Despite more than four decades of teaching under her belt, Wallace was anything but complacent when she moved from teaching sixth grade to eighth grade at Palmyra High School. Determined to give her hungry students a place to enjoy what she calls the “flavor” of writing, the Writer’s Cafe, where aspiring authors and poets spend their 40-minute lunch periods honing their skills, was born.

The Writer’s Cafe is a critique group and workshop not unlike the ones many college-level English students experience in their classes. Every other month, Wallace and her budding wordsmiths focus on a new style of writing. It wasn’t long before Wallace came upon Wee Authors, a national K-8 publishing contest where students can submit their poems and short stories. She encouraged her students to submit their work and was ecstatic to learn five of them were selected for publication.
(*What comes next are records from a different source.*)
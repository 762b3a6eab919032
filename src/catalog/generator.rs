//! Random catalogue synthesis for demos and benchmarks.

use super::example::RequirementsExample;
use crate::model::LessonRequirement;
use rand::Rng;
use std::collections::BTreeSet;

/// Synthesizes a random catalogue with roughly `total_sessions` weekly
/// sessions spread over random requirements.
///
/// Each requirement draws a lecturer, one to five distinct attending
/// groups, and a session load between 0.5 and 2.5 in half-session steps.
/// The final requirement is clamped to whatever budget is left, so the
/// catalogue's total load equals `total_sessions` exactly.
pub fn random_example<R: Rng>(
    lecturer_count: u32,
    group_count: u32,
    place_count: usize,
    total_sessions: f64,
    rng: &mut R,
) -> RequirementsExample {
    assert!(lecturer_count > 0, "need at least one lecturer");
    assert!(group_count > 0, "need at least one group");
    assert!(place_count > 0, "need at least one room");

    let mut lesson_requirements = Vec::new();
    let mut budget = total_sessions;

    while budget > 0.0 {
        let mut sessions = rng.random_range(0..=2) as f64;
        if rng.random_bool(0.25) {
            sessions += 0.5;
        }
        let sessions = sessions.max(0.5).min(budget);

        let lecturer = rng.random_range(1..=lecturer_count);
        let wanted = (1 + rng.random_range(0..5)).min(group_count as usize);
        let mut groups = BTreeSet::new();
        while groups.len() < wanted {
            groups.insert(rng.random_range(1..=group_count));
        }

        lesson_requirements.push(LessonRequirement::new(lecturer, groups, sessions));
        budget -= sessions;
    }

    RequirementsExample {
        lecturer_count,
        group_count,
        place_count,
        lesson_requirements,
    }
}
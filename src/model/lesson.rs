//! Lesson assignments — the genes of the search.

use super::{Day, TimeSlot};
use serde::{Deserialize, Serialize};
use std::cmp::Ordering;
use std::fmt;

/// Recurrence of one session across weeks.
///
/// An integer sessions-per-week budget schedules `Weekly` sessions; a
/// half-session remainder schedules a class that meets only on odd or only
/// on even teaching weeks.
#[derive(
    Debug, Clone, Copy, PartialEq, Eq, PartialOrd, Ord, Hash, Serialize, Deserialize,
)]
pub enum Periodicity {
    Weekly,
    OddWeeks,
    EvenWeeks,
}

impl Periodicity {
    pub fn is_weekly(self) -> bool {
        matches!(self, Periodicity::Weekly)
    }

    /// The opposite alternating variant; `Weekly` flips to itself.
    pub fn flipped(self) -> Self {
        match self {
            Periodicity::Weekly => Periodicity::Weekly,
            Periodicity::OddWeeks => Periodicity::EvenWeeks,
            Periodicity::EvenWeeks => Periodicity::OddWeeks,
        }
    }
}

impl fmt::Display for Periodicity {
    fn fmt(&self, f: &mut fmt::Formatter<'_>) -> fmt::Result {
        let name = match self {
            Periodicity::Weekly => "weekly",
            Periodicity::OddWeeks => "odd weeks",
            Periodicity::EvenWeeks => "even weeks",
        };
        f.write_str(name)
    }
}

/// One concrete scheduled session: the unit the optimizer reassigns.
///
/// A full candidate timetable is a `Vec<Lesson>` with one entry per
/// required session instance. `requirement` and `place` index into the
/// catalogue's requirement and room lists.
#[derive(Debug, Clone, Copy, PartialEq, Eq, Hash, Serialize, Deserialize)]
pub struct Lesson {
    pub requirement: usize,
    pub day: Day,
    pub time_slot: TimeSlot,
    pub place: usize,
    pub periodicity: Periodicity,
}

impl Lesson {
    /// The ordering used by the per-entity indices:
    /// `(day, time slot, periodicity)`.
    pub fn schedule_cmp(&self, other: &Lesson) -> Ordering {
        self.day
            .cmp(&other.day)
            .then(self.time_slot.cmp(&other.time_slot))
            .then(self.periodicity.cmp(&other.periodicity))
    }
}

#[cfg(test)]
mod tests {
    use super::*;
    use chrono::NaiveTime;

    fn slot(sh: u32, sm: u32, eh: u32, em: u32) -> TimeSlot {
        TimeSlot::new(
            NaiveTime::from_hms_opt(sh, sm, 0).unwrap(),
            NaiveTime::from_hms_opt(eh, em, 0).unwrap(),
        )
    }

    fn lesson(day: Day, time_slot: TimeSlot, periodicity: Periodicity) -> Lesson {
        Lesson {
            requirement: 0,
            day,
            time_slot,
            place: 0,
            periodicity,
        }
    }

    #[test]
    fn test_flipped() {
        assert_eq!(Periodicity::OddWeeks.flipped(), Periodicity::EvenWeeks);
        assert_eq!(Periodicity::EvenWeeks.flipped(), Periodicity::OddWeeks);
        assert_eq!(Periodicity::Weekly.flipped(), Periodicity::Weekly);
    }

    #[test]
    fn test_schedule_cmp_day_first() {
        let a = lesson(Day::Monday, slot(10, 10, 11, 30), Periodicity::Weekly);
        let b = lesson(Day::Tuesday, slot(8, 30, 9, 50), Periodicity::Weekly);
        assert_eq!(a.schedule_cmp(&b), Ordering::Less);
    }

    #[test]
    fn test_schedule_cmp_slot_within_day() {
        let a = lesson(Day::Monday, slot(8, 30, 9, 50), Periodicity::Weekly);
        let b = lesson(Day::Monday, slot(10, 10, 11, 30), Periodicity::Weekly);
        assert_eq!(a.schedule_cmp(&b), Ordering::Less);
    }

    #[test]
    fn test_schedule_cmp_periodicity_last() {
        let a = lesson(Day::Monday, slot(8, 30, 9, 50), Periodicity::Weekly);
        let b = lesson(Day::Monday, slot(8, 30, 9, 50), Periodicity::OddWeeks);
        assert_eq!(a.schedule_cmp(&b), Ordering::Less);
        assert_eq!(a.schedule_cmp(&a), Ordering::Equal);
    }
}
#[cfg(test)]
mod tests {
    use super::*;

    #[test]
    fn test_declaring_twice_reuses_port() {
        let mut ports = ToolPorts::new(ToolId::next());
        ports.number_input("a", "First", 1.0, None, None);
        ports.number_input("a", "Again", 5.0, None, None);

        assert_eq!(ports.all_inputs().len(), 1);
        let a = ports.input("a").unwrap();
        assert_eq!(a.port().description(), "First");
        assert_eq!(a.value(), &Value::Number(1.0));
    }

    #[test]
    fn test_hidden_input_keeps_connection() {
        let source = ToolId::next();
        let mut ports = ToolPorts::new(ToolId::next());
        ports.string_input("expr", "Expression", "");
        ports.number_input("x", "$x", 0.0, None, None);
        ports.input_mut("x").unwrap().connection = Some(Connection::new(OutputRef::new(source, "out")));

        ports.set_active_inputs(&["expr"]);
        assert!(!ports.is_input_active("x"));
        assert_eq!(ports.inputs().count(), 1);
        assert!(ports.input("x").unwrap().is_connected());

        ports.set_active_inputs(&["expr", "x"]);
        let names: Vec<&str> = ports.inputs().map(|i| i.name()).collect();
        assert_eq!(names, vec!["expr", "x"]);
        assert_eq!(ports.input("x").unwrap().connection().unwrap().output().tool, source);
    }

    #[test]
    fn test_set_active_skips_unknown_names() {
        let mut ports = ToolPorts::new(ToolId::next());
        ports.bytes_output("out", "Output");
        ports.set_active_outputs(&["missing", "out", "out"]);
        assert_eq!(ports.outputs().count(), 1);
    }

    #[test]
    fn test_retype_converts_or_resets() {
        let mut ports = ToolPorts::new(ToolId::next());
        ports.number_input("inp", "Input", 12.0, None, None);

        assert!(ports.retype_input("inp", PortType::String));
        assert_eq!(ports.input("inp").unwrap().value(), &Value::from("12"));

        assert!(ports.retype_input("inp", PortType::Boolean { labels: None }));
        assert_eq!(ports.input("inp").unwrap().value(), &Value::Boolean(false));

        ports.string_output("out", "Output");
        assert!(ports.retype_output("out", PortType::enumeration(&["a", "b"])));
        assert_eq!(ports.output("out").unwrap().value(), &Value::from(""));
        assert!(!ports.retype_output("nope", PortType::Bytes));
    }
}
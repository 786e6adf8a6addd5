//! Flow Tools
//!
//! Built-in tool implementations for the flow engine. Every tool submits its
//! definition with `inventory`, so linking this crate is enough for
//! [`flow_engine::ToolRegistry::with_builtins`] to find it.
//!
//! # Groups
//!
//! - **Test**: Tools for exercising the engine and editor
//! - **Passthrough**: Forward a value unchanged
//! - **Assert**: Compare values
//! - **Text**: String encoding, splitting and indexing
//! - **Array**: Slicing and binary reads
//! - **Crypto**: Classical ciphers
//! - **Encoding**: Binary-to-text encodings
//! - **Math**: Expression evaluation

pub mod array;
pub mod assert;
pub mod crypto;
pub mod encoding;
pub mod math;
pub mod passthrough;
pub mod test;
pub mod text;

use flow_engine::{GroupInfo, ToolRegistry};

// Re-export all tools for convenience
pub use array::*;
pub use assert::AssertEqualTool;
pub use crypto::CaesarShift;
pub use encoding::Base64Codec;
pub use math::*;
pub use passthrough::PassthroughTool;
pub use test::*;
pub use text::*;

inventory::submit!(GroupInfo { name: "Test", icon: "fas fa-vial", order: 0 });
inventory::submit!(GroupInfo { name: "Passthrough", icon: "fas fa-arrow-right", order: 1 });
inventory::submit!(GroupInfo { name: "Assert", icon: "fas fa-equals", order: 2 });
inventory::submit!(GroupInfo { name: "Text", icon: "fas fa-envelope-open-text", order: 3 });
inventory::submit!(GroupInfo { name: "Array", icon: "far fa-list-alt", order: 4 });
inventory::submit!(GroupInfo { name: "Crypto", icon: "fas fa-lock", order: 5 });
inventory::submit!(GroupInfo { name: "Encoding", icon: "fas fa-code", order: 6 });
inventory::submit!(GroupInfo { name: "Math", icon: "fas fa-calculator", order: 7 });

/// Registry holding every built-in tool
pub fn registry() -> ToolRegistry {
    ToolRegistry::with_builtins()
}

/// Port type named by a `type` selector value
pub(crate) fn selected_type(name: &str) -> Option<flow_engine::PortType> {
    flow_engine::ValueKind::from_name(name).map(flow_engine::PortType::of_kind)
}

#[cfg(test)]
mod tests {
    use super::*;

    #[test]
    fn test_inventory_collects_all_builtins() {
        let registry = registry();
        assert_eq!(registry.len(), 15, "Expected 15 built-in tools");

        for name in [
            "Add",
            "Form test",
            "Sleep",
            "Lipsum",
            "Passthrough",
            "Assert equal",
            "Encode",
            "Decode",
            "Split",
            "Index",
            "Slice",
            "Read Number",
            "Caesar shift",
            "Base64",
            "Calc",
        ] {
            assert!(registry.has(name), "missing {}", name);
        }
    }

    #[test]
    fn test_groups_follow_palette_order() {
        let registry = registry();
        let groups: Vec<(&str, Option<&str>)> =
            registry.groups().iter().map(|g| (g.name, g.icon)).collect();
        assert_eq!(groups[0], ("Test", Some("fas fa-vial")));
        assert_eq!(groups.last(), Some(&("Math", Some("fas fa-calculator"))));
        assert_eq!(groups.len(), 8);
    }
}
Julia Klahn, now in the ninth grade at PHS, sent in her self-referential poem unsure of what to expect. Much to her delight, she, along with Diane Christopher, Erin Wolf, Kelliann Gillispie and Marisa Kidd-Williams, is now able to call herself a published writer.

“I thought there was a slim chance for us to win. I was shocked when I found out that five of us actually made it in,” Khlahn said. “You don’t have many opportunities like this in life, and it’s a great way to get yourself out there and maybe inspire other kids that want to be poets.”

This year, with a focus on short stories and flash fiction and a whole new group of eighth graders to mold into the next Thoreaus and Brontes, Wallace, a decorated teacher, is earning some accolades of her own. She was invited to submit a presenter proposal for the New Jersey Gifted and Talented Conference to share the principles of the Writer’s Café to other school districts in the state. Wallace is also working on a project to demonstrate the importance of writing and communication across all fields by asking professionals to take a selfie and include an explanation of why writing is important to their work.

The true reward for the ebullient literature lover, though, is instilling a passion for learning in her students.

“I love teaching, it’s a passion. They ask me, ‘When are you going to retire?’ I don’t know! Whenever the joy wanes away, then I’ll retire. But for right now, I still have that joy,” she said. “The principal and the superintendent like to joke that they’re going to chain me to my room.”